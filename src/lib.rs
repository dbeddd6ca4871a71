//! Classifier training and evaluation engine
//!
//! Trains a feed-forward neural network or a linear support-vector-machine
//! ensemble on CSV feature files, picks hyperparameters automatically
//! (complexity search for the SVM, early stopping for the network), scores
//! the result with confusion matrices and writes predictions back into the
//! source files.

pub mod api;
pub mod cache;
pub mod classifier;
pub mod config;
pub mod core;
pub mod data;
pub mod kernel;
pub mod optimizer;
pub mod persistence;
pub mod scoring;
pub mod solver;
pub mod training;
pub mod utils;

// Re-export main types for convenience
pub use crate::api::{resolve_sources, run, AccuracyPair, RunOptions};
pub use crate::cache::{CacheStats, KernelCache};
pub use crate::classifier::{ClassifierModel, NeuralNetworkClassifier, SvmClassifier};
pub use crate::config::{ClassifierConfig, ModelConfig, NeuralNetworkConfig, SvmConfig};
pub use crate::core::traits::*;
pub use crate::core::types::*;
pub use crate::core::{CancellationToken, ClassifierError, ProgressEvent, ProgressSink, Result};
pub use crate::data::{CsvData, CsvReader};
pub use crate::kernel::{Kernel, LinearKernel};
pub use crate::optimizer::{LinearMachine, SVMOptimizer};
pub use crate::persistence::{FeatureEncoder, ModelBundle};
pub use crate::scoring::{AccuracyReport, ConfusionMatrix};

// Version info
pub const VERSION: &str = env!("CARGO_PKG_VERSION");
//! Platt scaling (sigmoid calibration)
//!
//! Fits P(y = +1 | f) = 1 / (1 + exp(A * f + B)) to the decision values of a
//! binary machine, using Newton's method with backtracking and Platt's
//! smoothed targets.

use crate::core::{ClassifierError, Result};
use serde::{Deserialize, Serialize};

const MAX_ITERATIONS: usize = 100;
const MIN_STEP: f64 = 1e-10;
const HESSIAN_RIDGE: f64 = 1e-12;
const TOLERANCE: f64 = 1e-5;

/// Fitted sigmoid parameters
#[derive(Debug, Clone, Copy, PartialEq, Serialize, Deserialize)]
pub struct PlattScaling {
    pub a: f64,
    pub b: f64,
}

impl PlattScaling {
    /// Fit the sigmoid to decision values and labels in {-1, +1}
    pub fn fit(decision_values: &[f64], labels: &[f64]) -> Result<Self> {
        let n = decision_values.len();
        if n != labels.len() {
            return Err(ClassifierError::DimensionMismatch {
                expected: n,
                actual: labels.len(),
            });
        }
        if n == 0 {
            return Err(ClassifierError::EmptyDataset);
        }

        let prior_pos = labels.iter().filter(|&&y| y > 0.0).count() as f64;
        let prior_neg = n as f64 - prior_pos;

        let hi_target = (prior_pos + 1.0) / (prior_pos + 2.0);
        let lo_target = 1.0 / (prior_neg + 2.0);
        let targets: Vec<f64> = labels
            .iter()
            .map(|&y| if y > 0.0 { hi_target } else { lo_target })
            .collect();

        let mut a = 0.0;
        let mut b = ((prior_neg + 1.0) / (prior_pos + 1.0)).ln();
        let mut fval = objective(decision_values, &targets, a, b);

        for _ in 0..MAX_ITERATIONS {
            let (mut h11, mut h22, mut h21) = (HESSIAN_RIDGE, HESSIAN_RIDGE, 0.0);
            let (mut g1, mut g2) = (0.0, 0.0);
            for (&f, &t) in decision_values.iter().zip(targets.iter()) {
                let (p, q) = probabilities(f * a + b);
                let d2 = p * q;
                h11 += f * f * d2;
                h22 += d2;
                h21 += f * d2;
                let d1 = t - p;
                g1 += f * d1;
                g2 += d1;
            }

            if g1.abs() < TOLERANCE && g2.abs() < TOLERANCE {
                break;
            }

            let det = h11 * h22 - h21 * h21;
            let da = -(h22 * g1 - h21 * g2) / det;
            let db = -(-h21 * g1 + h11 * g2) / det;
            let gd = g1 * da + g2 * db;

            let mut step = 1.0;
            let mut improved = false;
            while step >= MIN_STEP {
                let new_a = a + step * da;
                let new_b = b + step * db;
                let new_f = objective(decision_values, &targets, new_a, new_b);
                if new_f < fval + 1e-4 * step * gd {
                    a = new_a;
                    b = new_b;
                    fval = new_f;
                    improved = true;
                    break;
                }
                step /= 2.0;
            }

            if !improved {
                log::debug!("Platt scaling line search failed; keeping A={a}, B={b}");
                break;
            }
        }

        Ok(Self { a, b })
    }

    /// Probability of the positive class for a decision value
    pub fn probability(&self, decision_value: f64) -> f64 {
        probabilities(decision_value * self.a + self.b).0
    }
}

/// (P(+1), P(-1)) for the sigmoid argument, computed without overflow
fn probabilities(f_ab: f64) -> (f64, f64) {
    if f_ab >= 0.0 {
        let e = (-f_ab).exp();
        (e / (1.0 + e), 1.0 / (1.0 + e))
    } else {
        let e = f_ab.exp();
        (1.0 / (1.0 + e), e / (1.0 + e))
    }
}

/// Negative log likelihood of the smoothed targets
fn objective(decision_values: &[f64], targets: &[f64], a: f64, b: f64) -> f64 {
    decision_values
        .iter()
        .zip(targets.iter())
        .map(|(&f, &t)| {
            let f_ab = f * a + b;
            if f_ab >= 0.0 {
                t * f_ab + (1.0 + (-f_ab).exp()).ln()
            } else {
                (t - 1.0) * f_ab + (1.0 + f_ab.exp()).ln()
            }
        })
        .sum()
}

#[cfg(test)]
mod tests {
    use super::*;

    #[test]
    fn test_platt_orders_probabilities() {
        let values = [-3.0, -2.0, -1.5, -0.2, 0.3, 1.2, 2.0, 2.5];
        let labels = [-1.0, -1.0, -1.0, -1.0, 1.0, 1.0, 1.0, 1.0];
        let platt = PlattScaling::fit(&values, &labels).unwrap();

        assert!(platt.a < 0.0, "positive decisions must map to high probability");
        assert!(platt.probability(2.0) > 0.8);
        assert!(platt.probability(-2.0) < 0.2);
        assert!(platt.probability(1.0) > platt.probability(0.0));
    }

    #[test]
    fn test_platt_probability_bounds() {
        let platt = PlattScaling { a: -5.0, b: 0.0 };
        for v in [-1e6, -10.0, 0.0, 10.0, 1e6] {
            let p = platt.probability(v);
            assert!((0.0..=1.0).contains(&p));
        }
        assert_eq!(platt.probability(0.0), 0.5);
    }

    #[test]
    fn test_platt_rejects_bad_input() {
        assert!(PlattScaling::fit(&[], &[]).is_err());
        assert!(PlattScaling::fit(&[1.0], &[1.0, -1.0]).is_err());
    }
}
//! Core types and traits for the training and evaluation engine

pub mod error;
pub mod progress;
pub mod traits;
pub mod types;

pub use self::error::*;
pub use self::progress::*;
pub use self::traits::*;
pub use self::types::*;
//! Binary solvers consumed by the classifier ensembles
//!
//! The Sequential Minimal Optimization (SMO) solver trains one linear binary
//! machine; Platt scaling turns its decision values into probabilities.

pub mod platt;
pub mod smo;

pub use self::platt::*;
pub use self::smo::*;
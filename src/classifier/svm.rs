//! Support-vector-machine classifier
//!
//! An ensemble of linear binary machines: one-vs-one with voting
//! ([`SvmStrategy::Multiclass`]) or one-vs-rest with the highest decision
//! value winning ([`SvmStrategy::Multilabel`]). Probability calibration runs
//! after training, one independent sub-problem per machine, in parallel.

use crate::config::{SvmConfig, SvmStrategy};
use crate::core::{
    CancellationToken, Classifier, ClassifierError, FeatureVector, PredictionResult,
    ProgressEvent, Result, TrainContext, TrainOutcome,
};
use crate::optimizer::{LinearMachine, SVMOptimizer};
use crate::training::complexity;
use chrono::{DateTime, Utc};
use rayon::prelude::*;
use serde::{Deserialize, Serialize};

/// One binary machine of the ensemble
#[derive(Debug, Clone, PartialEq, Serialize, Deserialize)]
pub struct EnsembleMember {
    /// Class whose examples are labelled +1
    pub positive: usize,
    /// Class labelled -1; `None` means "every other class"
    pub negative: Option<usize>,
    pub machine: LinearMachine,
}

#[derive(Debug, Clone, PartialEq, Serialize, Deserialize)]
pub struct SvmClassifier {
    pub config: SvmConfig,
    number_of_classes: usize,
    members: Vec<EnsembleMember>,
    /// Answer when training saw a single class and no machine could be built
    single_class: Option<usize>,
    /// Complexity the current machines were trained with
    complexity: Option<f64>,
    calibrated: bool,
    trained_at: Option<DateTime<Utc>>,
}

impl SvmClassifier {
    pub fn new(config: SvmConfig, number_of_classes: usize) -> Self {
        Self {
            config,
            number_of_classes,
            members: Vec::new(),
            single_class: None,
            complexity: None,
            calibrated: false,
            trained_at: None,
        }
    }

    pub fn complexity(&self) -> Option<f64> {
        self.complexity
    }

    pub fn members(&self) -> &[EnsembleMember] {
        &self.members
    }

    pub fn trained_at(&self) -> Option<DateTime<Utc>> {
        self.trained_at
    }

    /// Train every binary machine at one complexity.
    ///
    /// Returns `NotConverged` as soon as any machine fails to converge; the
    /// previous ensemble is left in place in that case.
    pub fn train_at(
        &mut self,
        inputs: &[FeatureVector],
        codes: &[usize],
        complexity: f64,
        calibrate: bool,
        cancel: &CancellationToken,
    ) -> Result<TrainOutcome<()>> {
        if inputs.is_empty() {
            return Err(ClassifierError::EmptyDataset);
        }
        if inputs.len() != codes.len() {
            return Err(ClassifierError::DimensionMismatch {
                expected: inputs.len(),
                actual: codes.len(),
            });
        }
        if let Some(&bad) = codes.iter().find(|&&c| c >= self.number_of_classes) {
            return Err(ClassifierError::InvalidParameter(format!(
                "category code {bad} outside {} classes",
                self.number_of_classes
            )));
        }

        let present = present_classes(codes, self.number_of_classes);
        if present.len() == 1 {
            self.members.clear();
            self.single_class = Some(present[0]);
            self.finish(complexity, calibrate);
            return Ok(TrainOutcome::Converged(()));
        }

        let optimizer = SVMOptimizer::linear(self.config.optimizer(complexity));
        let problems = self.subproblems(&present);
        let mut members = Vec::with_capacity(problems.len());
        for (positive, negative) in problems {
            cancel.check()?;
            let (sub_inputs, labels) = binary_problem(inputs, codes, positive, negative);
            match optimizer.train(&sub_inputs, &labels)? {
                TrainOutcome::Converged(machine) => members.push(EnsembleMember {
                    positive,
                    negative,
                    machine,
                }),
                TrainOutcome::NotConverged(signal) => {
                    return Ok(TrainOutcome::NotConverged(signal))
                }
            }
        }

        if calibrate {
            calibrate_members(&mut members, inputs, codes, cancel)?;
        }

        self.members = members;
        self.single_class = None;
        self.finish(complexity, calibrate);
        Ok(TrainOutcome::Converged(()))
    }

    fn finish(&mut self, complexity: f64, calibrated: bool) {
        self.complexity = Some(complexity);
        self.calibrated = calibrated;
        self.trained_at = Some(Utc::now());
    }

    fn subproblems(&self, present: &[usize]) -> Vec<(usize, Option<usize>)> {
        match self.config.strategy {
            SvmStrategy::Multiclass => {
                let mut pairs = Vec::new();
                for (a, &i) in present.iter().enumerate() {
                    for &j in &present[a + 1..] {
                        pairs.push((i, Some(j)));
                    }
                }
                pairs
            }
            SvmStrategy::Multilabel => present.iter().map(|&k| (k, None)).collect(),
        }
    }

    fn predict_one_vs_one(&self, input: &[f64]) -> PredictionResult {
        let mut votes = vec![0usize; self.number_of_classes];
        let mut pairwise = vec![0.0; self.number_of_classes];
        let mut involved = vec![false; self.number_of_classes];

        for member in &self.members {
            let Some(negative) = member.negative else {
                continue;
            };
            let winner = if member.machine.decision_function(input) >= 0.0 {
                member.positive
            } else {
                negative
            };
            votes[winner] += 1;
            involved[member.positive] = true;
            involved[negative] = true;

            if let Some(p) = member.machine.probability(input) {
                pairwise[member.positive] += p;
                pairwise[negative] += 1.0 - p;
            }
        }

        let best = argmax_lowest(votes.iter().map(|&v| v as f64));
        let score = if self.calibrated {
            // Mean over the k - 1 machines the winner takes part in
            let k = involved.iter().filter(|&&b| b).count();
            if k > 1 {
                Some((pairwise[best] / (k - 1) as f64).clamp(0.0, 1.0))
            } else {
                None
            }
        } else {
            None
        };
        PredictionResult::new(best, score)
    }

    fn predict_one_vs_rest(&self, input: &[f64]) -> PredictionResult {
        let mut best: Option<(&EnsembleMember, f64)> = None;
        for member in &self.members {
            let value = member.machine.decision_function(input);
            if best.map_or(true, |(_, b)| value > b) {
                best = Some((member, value));
            }
        }
        match best {
            Some((member, _)) => PredictionResult::new(
                member.positive,
                if self.calibrated {
                    member.machine.probability(input)
                } else {
                    None
                },
            ),
            None => PredictionResult::uncalibrated(0),
        }
    }
}

impl Classifier for SvmClassifier {
    fn train(
        &mut self,
        inputs: &[FeatureVector],
        codes: &[usize],
        ctx: &mut TrainContext<'_>,
    ) -> Result<()> {
        ctx.progress.report(
            &ProgressEvent::new("svm", "Training SVM on {} examples, {} classes")
                .count(inputs.len())
                .count(self.number_of_classes),
        );
        let chosen = match self.config.complexity {
            Some(c) => c,
            None => {
                let mut search = complexity::ComplexitySearch::for_svm(
                    &self.config,
                    self.number_of_classes,
                    inputs,
                    codes,
                    ctx,
                )?;
                search.select(ctx.progress, ctx.cancel)?
            }
        };
        complexity::train_final(self, inputs, codes, chosen, ctx)
    }

    fn predict(&self, input: &[f64]) -> Result<PredictionResult> {
        if !self.is_trained() {
            return Err(ClassifierError::ModelNotTrained);
        }
        if let Some(class) = self.single_class {
            return Ok(PredictionResult::new(
                class,
                if self.calibrated { Some(1.0) } else { None },
            ));
        }
        let expected = self.members[0].machine.weights.len();
        if input.len() != expected {
            return Err(ClassifierError::DimensionMismatch {
                expected,
                actual: input.len(),
            });
        }
        Ok(match self.config.strategy {
            SvmStrategy::Multiclass => self.predict_one_vs_one(input),
            SvmStrategy::Multilabel => self.predict_one_vs_rest(input),
        })
    }

    fn number_of_classes(&self) -> usize {
        self.number_of_classes
    }

    fn is_trained(&self) -> bool {
        self.trained_at.is_some() && (self.single_class.is_some() || !self.members.is_empty())
    }

    fn is_calibrated(&self) -> bool {
        self.calibrated
    }
}

/// Classes with at least one example, ascending
fn present_classes(codes: &[usize], number_of_classes: usize) -> Vec<usize> {
    let mut seen = vec![false; number_of_classes];
    for &c in codes {
        seen[c] = true;
    }
    (0..number_of_classes).filter(|&c| seen[c]).collect()
}

/// Rows and ±1 labels for one ensemble member
fn binary_problem(
    inputs: &[FeatureVector],
    codes: &[usize],
    positive: usize,
    negative: Option<usize>,
) -> (Vec<FeatureVector>, Vec<f64>) {
    inputs
        .iter()
        .zip(codes.iter())
        .filter_map(|(x, &c)| {
            if c == positive {
                Some((x.clone(), 1.0))
            } else if negative.map_or(true, |n| n == c) {
                Some((x.clone(), -1.0))
            } else {
                None
            }
        })
        .unzip()
}

/// Fit each member's sigmoid concurrently; each task reads its own slice of
/// the data and writes only its own machine
fn calibrate_members(
    members: &mut [EnsembleMember],
    inputs: &[FeatureVector],
    codes: &[usize],
    cancel: &CancellationToken,
) -> Result<()> {
    members.par_iter_mut().try_for_each(|member| {
        cancel.check()?;
        let (sub_inputs, labels) = binary_problem(inputs, codes, member.positive, member.negative);
        member.machine.calibrate(&sub_inputs, &labels)
    })
}

/// Index of the largest value, ties going to the lowest index
pub(crate) fn argmax_lowest<I: IntoIterator<Item = f64>>(values: I) -> usize {
    let mut best = 0;
    let mut best_value = f64::NEG_INFINITY;
    for (i, v) in values.into_iter().enumerate() {
        if v > best_value {
            best = i;
            best_value = v;
        }
    }
    best
}

#[cfg(test)]
mod tests {
    use super::*;

    fn three_class_data() -> (Vec<FeatureVector>, Vec<usize>) {
        blobs(&[(-3.0, 0.0), (3.0, 0.0), (0.0, 3.0)])
    }

    fn blobs(centers: &[(f64, f64)]) -> (Vec<FeatureVector>, Vec<usize>) {
        let mut inputs = Vec::new();
        let mut codes = Vec::new();
        for (code, (cx, cy)) in centers.iter().enumerate() {
            for k in 0..8 {
                let dx = (k % 3) as f64 * 0.2 - 0.2;
                let dy = (k / 3) as f64 * 0.2 - 0.2;
                inputs.push(vec![cx + dx, cy + dy]);
                codes.push(code);
            }
        }
        (inputs, codes)
    }

    fn fixed(strategy: SvmStrategy) -> SvmConfig {
        SvmConfig {
            strategy,
            complexity: Some(1.0),
            ..SvmConfig::default()
        }
    }

    #[test]
    fn test_one_vs_one_ensemble() {
        let (inputs, codes) = three_class_data();
        let mut svm = SvmClassifier::new(fixed(SvmStrategy::Multiclass), 3);
        let outcome = svm
            .train_at(&inputs, &codes, 1.0, true, &CancellationToken::new())
            .unwrap();
        assert!(outcome.is_converged());
        assert_eq!(svm.members().len(), 3);
        assert!(svm.is_trained());

        for (x, &c) in inputs.iter().zip(codes.iter()) {
            let prediction = svm.predict(x).unwrap();
            assert_eq!(prediction.class_code, c);
            let score = prediction.score.expect("calibrated");
            assert!((0.0..=1.0).contains(&score));
        }
    }

    #[test]
    fn test_one_vs_one_confidence_does_not_shrink_with_classes() {
        let centers = [(-4.0, 0.0), (4.0, 0.0), (0.0, 4.0), (0.0, -4.0)];
        for k in 2..=4 {
            let (inputs, codes) = blobs(&centers[..k]);
            let mut svm = SvmClassifier::new(fixed(SvmStrategy::Multiclass), k);
            svm.train_at(&inputs, &codes, 1.0, true, &CancellationToken::new())
                .unwrap();

            let mut max_score: f64 = 0.0;
            for (x, &c) in inputs.iter().zip(codes.iter()) {
                let prediction = svm.predict(x).unwrap();
                assert_eq!(prediction.class_code, c, "{k} classes");
                max_score = max_score.max(prediction.score.expect("calibrated"));
            }
            assert!(max_score > 0.75, "{k} classes: best score {max_score}");
        }
    }

    #[test]
    fn test_one_vs_rest_ensemble() {
        let (inputs, codes) = three_class_data();
        let mut svm = SvmClassifier::new(fixed(SvmStrategy::Multilabel), 3);
        svm.train_at(&inputs, &codes, 1.0, false, &CancellationToken::new())
            .unwrap();

        assert_eq!(svm.members().len(), 3);
        assert!(!svm.is_calibrated());
        let predictions = svm.predict_batch(&inputs).unwrap();
        for (p, &c) in predictions.iter().zip(codes.iter()) {
            assert_eq!(p.class_code, c);
            assert_eq!(p.score, None);
        }
    }

    #[test]
    fn test_absent_class_gets_no_machine() {
        // class 0 (the negative class) has no examples
        let inputs = vec![vec![1.0], vec![1.2], vec![-1.0], vec![-1.2]];
        let codes = vec![1, 1, 2, 2];
        let mut svm = SvmClassifier::new(fixed(SvmStrategy::Multiclass), 3);
        svm.train_at(&inputs, &codes, 1.0, false, &CancellationToken::new())
            .unwrap();

        assert_eq!(svm.members().len(), 1);
        assert_eq!(svm.predict(&[2.0]).unwrap().class_code, 1);
        assert_eq!(svm.predict(&[-2.0]).unwrap().class_code, 2);
    }

    #[test]
    fn test_single_class_training() {
        let mut svm = SvmClassifier::new(fixed(SvmStrategy::Multiclass), 2);
        svm.train_at(&[vec![1.0], vec![2.0]], &[1, 1], 1.0, true, &CancellationToken::new())
            .unwrap();
        assert_eq!(
            svm.predict(&[5.0]).unwrap(),
            PredictionResult::new(1, Some(1.0))
        );
    }

    #[test]
    fn test_untrained_and_bad_codes() {
        let svm = SvmClassifier::new(SvmConfig::default(), 2);
        assert!(matches!(svm.predict(&[0.0]), Err(ClassifierError::ModelNotTrained)));

        let mut svm = SvmClassifier::new(SvmConfig::default(), 2);
        let result = svm.train_at(&[vec![0.0]], &[5], 1.0, false, &CancellationToken::new());
        assert!(matches!(result, Err(ClassifierError::InvalidParameter(_))));
    }

    #[test]
    fn test_cancelled_calibration() {
        let (inputs, codes) = three_class_data();
        let token = CancellationToken::new();
        token.cancel();
        let mut svm = SvmClassifier::new(fixed(SvmStrategy::Multiclass), 3);
        let result = svm.train_at(&inputs, &codes, 1.0, true, &token);
        assert!(matches!(result, Err(ClassifierError::Cancelled)));
        assert!(!svm.is_trained());
    }

    #[test]
    fn test_argmax_lowest_tie() {
        assert_eq!(argmax_lowest([1.0, 3.0, 3.0, 2.0]), 1);
        assert_eq!(argmax_lowest([0.0, 0.0]), 0);
    }
}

*YOUR OBJECTIVE*: From the data above, copy each line with the string "pairs" in it.

*FINISHED EXERCISE*:
                let mut pairs = Vec::new();
                        pairs.push((i, Some(j)));
                pairs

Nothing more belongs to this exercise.